[Collected data]
>>>>

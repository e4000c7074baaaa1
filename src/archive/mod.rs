//! One decoded resource package.
//!
//! A [`ResourceArchive`] owns its qualifiers and records in flat arenas and
//! addresses them by index; variant sets and the name index hold handles only.

pub mod layout;

pub use layout::ManifestLayout;

use std::{
    collections::{HashMap, hash_map::Entry},
    path::{Path, PathBuf},
};

use log::{debug, info, warn};

use crate::{
    error::{Error, Result},
    index::{self, DecodedIndex},
    locale::LocaleComparator,
    qualifier::QualifierDescriptor,
    traits::ArchiveReader,
    types::{ResType, ResourceRecord},
};

/// A qualifier directory of an archive.
#[derive(Debug, Clone, PartialEq)]
pub struct Qualifier {
    pub descriptor: QualifierDescriptor,
    pub folder: String,
}

/// Arena handles of one variant: its qualifier and its record.
#[derive(Debug, Clone, Copy, PartialEq, Eq)]
pub struct VariantRef {
    pub qualifier: usize,
    pub record: usize,
}

/// All variants of one id inside one archive.
#[derive(Debug, Clone, PartialEq)]
pub struct VariantSet {
    pub id: u32,
    pub variants: Vec<VariantRef>,
}

/// A candidate for selection, borrowed from its owning archive.
#[derive(Debug, Clone, Copy)]
pub struct QualifiedVariant<'a> {
    pub descriptor: &'a QualifierDescriptor,
    pub folder: &'a str,
    pub record: &'a ResourceRecord,
    pub archive: &'a ResourceArchive,
    pub is_overlay: bool,
    pub is_system: bool,
}

#[derive(Debug, Clone)]
pub struct ResourceArchive {
    path: PathBuf,
    layout: ManifestLayout,
    version: String,
    qualifiers: Vec<Qualifier>,
    records: Vec<ResourceRecord>,
    by_id: HashMap<u32, VariantSet>,
    by_name: HashMap<(ResType, String), u32>,
    is_system: bool,
    is_overlay: bool,
}

impl ResourceArchive {
    /// Probes the layout, reads the index and decodes it.
    pub fn load(
        reader: &dyn ArchiveReader,
        path: &Path,
        pin: Option<&QualifierDescriptor>,
        locales: &dyn LocaleComparator,
    ) -> Result<Self> {
        let layout = ManifestLayout::probe(reader, path)?;
        let bytes = reader.read(path, &layout.index_member())?;
        let decoded = index::decode(&bytes, pin, locales)?;
        let archive = Self::from_index(path, layout, decoded)?;
        info!(
            "loaded {} ({} qualifiers, {} records)",
            path.display(),
            archive.qualifiers.len(),
            archive.records.len()
        );
        Ok(archive)
    }

    pub fn from_index(path: &Path, layout: ManifestLayout, index: DecodedIndex) -> Result<Self> {
        let mut archive = Self {
            path: path.to_path_buf(),
            layout,
            version: index.version,
            qualifiers: Vec::with_capacity(index.nodes.len()),
            records: Vec::new(),
            by_id: HashMap::new(),
            by_name: HashMap::new(),
            is_system: false,
            is_overlay: false,
        };

        for node in index.nodes {
            let qualifier = archive.qualifiers.len();
            archive.qualifiers.push(Qualifier {
                descriptor: node.descriptor,
                folder: node.folder,
            });
            for record in node.records {
                archive.insert(qualifier, record)?;
            }
        }
        Ok(archive)
    }

    fn insert(&mut self, qualifier: usize, record: ResourceRecord) -> Result<()> {
        match self.by_name.entry((record.res_type, record.name.clone())) {
            Entry::Occupied(known) if *known.get() != record.id => {
                return Err(Error::decode(format!(
                    "{}:{} has ids {} and {}",
                    record.res_type,
                    record.name,
                    known.get(),
                    record.id
                )));
            }
            Entry::Occupied(_) => {}
            Entry::Vacant(slot) => {
                slot.insert(record.id);
            }
        }

        let handle = VariantRef {
            qualifier,
            record: self.records.len(),
        };
        self.by_id
            .entry(record.id)
            .or_insert_with(|| VariantSet {
                id: record.id,
                variants: Vec::new(),
            })
            .variants
            .push(handle);
        self.records.push(record);
        Ok(())
    }

    pub fn with_system(mut self, is_system: bool) -> Self {
        self.is_system = is_system;
        self
    }

    /// Marks this archive as an overlay of `target` and rewrites its ids to the
    /// target's ids wherever `(type, name)` matches.
    ///
    /// Records without a counterpart are left out of both lookup maps: their
    /// own ids belong to the overlay's id space, not the target's.
    pub fn into_overlay_of(mut self, target: &ResourceArchive) -> Self {
        let mut remap = HashMap::new();
        self.by_name.retain(|(res_type, name), id| match target.id_by_name(*res_type, name) {
            Some(target_id) => {
                remap.insert(*id, target_id);
                *id = target_id;
                true
            }
            None => {
                warn!(
                    "overlay {} defines {}:{} which {} does not have",
                    self.path.display(),
                    res_type,
                    name,
                    target.path.display()
                );
                false
            }
        });

        for record in &mut self.records {
            if let Some(&id) = remap.get(&record.id) {
                record.id = id;
            }
        }
        self.by_id = self
            .by_id
            .drain()
            .filter_map(|(id, mut set)| {
                let target_id = *remap.get(&id)?;
                set.id = target_id;
                Some((target_id, set))
            })
            .collect();
        self.is_overlay = true;
        debug!(
            "overlay {} remapped {} ids onto {}",
            self.path.display(),
            remap.len(),
            target.path.display()
        );
        self
    }

    pub fn path(&self) -> &Path {
        &self.path
    }

    pub fn layout(&self) -> &ManifestLayout {
        &self.layout
    }

    pub fn version(&self) -> &str {
        &self.version
    }

    pub fn is_system(&self) -> bool {
        self.is_system
    }

    pub fn is_overlay(&self) -> bool {
        self.is_overlay
    }

    pub fn qualifiers(&self) -> &[Qualifier] {
        &self.qualifiers
    }

    pub fn record_count(&self) -> usize {
        self.records.len()
    }

    pub fn variant_set(&self, id: u32) -> Option<&VariantSet> {
        self.by_id.get(&id)
    }

    pub fn id_by_name(&self, res_type: ResType, name: &str) -> Option<u32> {
        self.by_name.get(&(res_type, name.to_string())).copied()
    }

    /// Every variant of `id` in this archive, in directory order.
    pub fn variants(&self, id: u32) -> impl Iterator<Item = QualifiedVariant<'_>> {
        self.by_id
            .get(&id)
            .into_iter()
            .flat_map(|set| set.variants.iter())
            .map(move |handle| {
                let qualifier = &self.qualifiers[handle.qualifier];
                QualifiedVariant {
                    descriptor: &qualifier.descriptor,
                    folder: &qualifier.folder,
                    record: &self.records[handle.record],
                    archive: self,
                    is_overlay: self.is_overlay,
                    is_system: self.is_system,
                }
            })
    }
}

#[cfg(test)]
mod tests {
    use super::*;
    use crate::index::{IndexBuilder, decode};
    use crate::locale::LocaleMatcher;

    fn archive(path: &str, folders: &[(&str, Vec<ResourceRecord>)]) -> ResourceArchive {
        let mut builder = IndexBuilder::new("test");
        for (folder, records) in folders {
            builder.add_folder(folder, records.clone()).unwrap();
        }
        let index = decode(&builder.build().unwrap(), None, &LocaleMatcher).unwrap();
        ResourceArchive::from_index(
            Path::new(path),
            ManifestLayout::V2 { module: "entry".into() },
            index,
        )
        .unwrap()
    }

    #[test]
    fn test_variant_sets_span_directories() {
        let a = archive(
            "base",
            &[
                ("default", vec![ResourceRecord::scalar(1, "app_name", ResType::String, "App")]),
                ("es", vec![ResourceRecord::scalar(1, "app_name", ResType::String, "Aplicación")]),
            ],
        );
        let folders: Vec<_> = a.variants(1).map(|v| v.folder).collect();
        assert_eq!(folders, vec!["default", "es"]);
        assert_eq!(a.id_by_name(ResType::String, "app_name"), Some(1));
        assert_eq!(a.id_by_name(ResType::Integer, "app_name"), None);
        assert_eq!(a.variants(2).count(), 0);
    }

    #[test]
    fn test_conflicting_ids_for_one_name() {
        let mut builder = IndexBuilder::new("test");
        builder
            .add_folder("default", vec![ResourceRecord::scalar(1, "x", ResType::String, "a")])
            .unwrap()
            .add_folder("es", vec![ResourceRecord::scalar(2, "x", ResType::String, "b")])
            .unwrap();
        let index = decode(&builder.build().unwrap(), None, &LocaleMatcher).unwrap();
        let result = ResourceArchive::from_index(
            Path::new("p"),
            ManifestLayout::V2 { module: "entry".into() },
            index,
        );
        assert!(matches!(result, Err(Error::Decode(_))));
    }

    #[test]
    fn test_overlay_takes_target_ids() {
        let target = archive(
            "base",
            &[("default", vec![ResourceRecord::scalar(10, "title", ResType::String, "Base")])],
        );
        let overlay = archive(
            "overlay",
            &[(
                "default",
                vec![
                    ResourceRecord::scalar(3, "title", ResType::String, "Vendor"),
                    ResourceRecord::scalar(4, "extra", ResType::String, "Only here"),
                ],
            )],
        )
        .into_overlay_of(&target);

        assert!(overlay.is_overlay());
        let variant = overlay.variants(10).next().unwrap();
        assert_eq!(variant.record.text(), "Vendor");
        assert_eq!(variant.record.id, 10);
        assert!(variant.is_overlay);
        assert_eq!(overlay.variants(3).count(), 0);
        assert_eq!(overlay.id_by_name(ResType::String, "title"), Some(10));
        assert_eq!(overlay.variants(4).count(), 0);
        assert_eq!(overlay.id_by_name(ResType::String, "extra"), None);
    }

    #[test]
    fn test_unmatched_overlay_id_does_not_join_target_resource() {
        let target = archive(
            "base",
            &[("default", vec![ResourceRecord::scalar(5, "foo", ResType::String, "Foo")])],
        );
        let overlay = archive(
            "overlay",
            &[("en", vec![ResourceRecord::scalar(5, "bar", ResType::String, "Bar")])],
        )
        .into_overlay_of(&target);

        assert_eq!(overlay.variants(5).count(), 0);
        assert!(overlay.variant_set(5).is_none());
        assert_eq!(overlay.id_by_name(ResType::String, "bar"), None);
    }
}
//! The binary resource index (`resources.index`).
//!
//! ```text
//! Header      := version[128] total-length:u32 key-count:u32
//! KeyNode     := "KEYS" offset:u32 param-count:u32 { type:u32 value:u32 }*
//! RecordNode  := "IDSS" entry-count:u32 { id:u32 offset:u32 }*
//! ResRecord   := size:u32 type:u32 id:u32 Value Name
//! ```
//!
//! This is the layout of `resources.index` files as shipped in packages: the
//! header puts total-length before key-count, and a key node's record offset
//! precedes its params.
//!
//! All integers are little-endian and all offsets are absolute. Strings are a
//! `u16` length, the UTF-8 bytes and a NUL that the length does not count.
//! Array values are prefixed with the `u16` byte length of the packed strings.

pub mod builder;
pub mod decoder;

pub use builder::IndexBuilder;
pub use decoder::decode;

use crate::{
    qualifier::QualifierDescriptor,
    types::{KeyParam, ResourceRecord},
};

pub(crate) const VERSION_LEN: usize = 128;
pub(crate) const HEADER_LEN: usize = VERSION_LEN + 8;
pub(crate) const KEYS_TAG: &[u8; 4] = b"KEYS";
pub(crate) const IDSS_TAG: &[u8; 4] = b"IDSS";

/// A fully decoded index: one node per qualifier directory.
#[derive(Debug, Clone, PartialEq)]
pub struct DecodedIndex {
    pub version: String,
    pub nodes: Vec<QualifierNode>,
}

impl DecodedIndex {
    /// Total number of records retained across all nodes.
    pub fn record_count(&self) -> usize {
        self.nodes.iter().map(|n| n.records.len()).sum()
    }
}

/// One qualifier directory and the records it defines.
#[derive(Debug, Clone, PartialEq)]
pub struct QualifierNode {
    pub params: Vec<KeyParam>,
    pub descriptor: QualifierDescriptor,
    pub folder: String,
    pub records: Vec<ResourceRecord>,
    /// Set when the locale pre-filter dropped this node's records.
    pub filtered: bool,
}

<<<<

_WHAT YOU NEED TO DO:_
For each line of the entries that holds the word "bytes", pull that line out.

_EXERCISE RESPONSE:_
        let bytes = reader.read(path, &layout.index_member())?;
        let decoded = index::decode(&bytes, pin, locales)?;
//! `u16` length, the UTF-8 bytes and a NUL that the length does not count.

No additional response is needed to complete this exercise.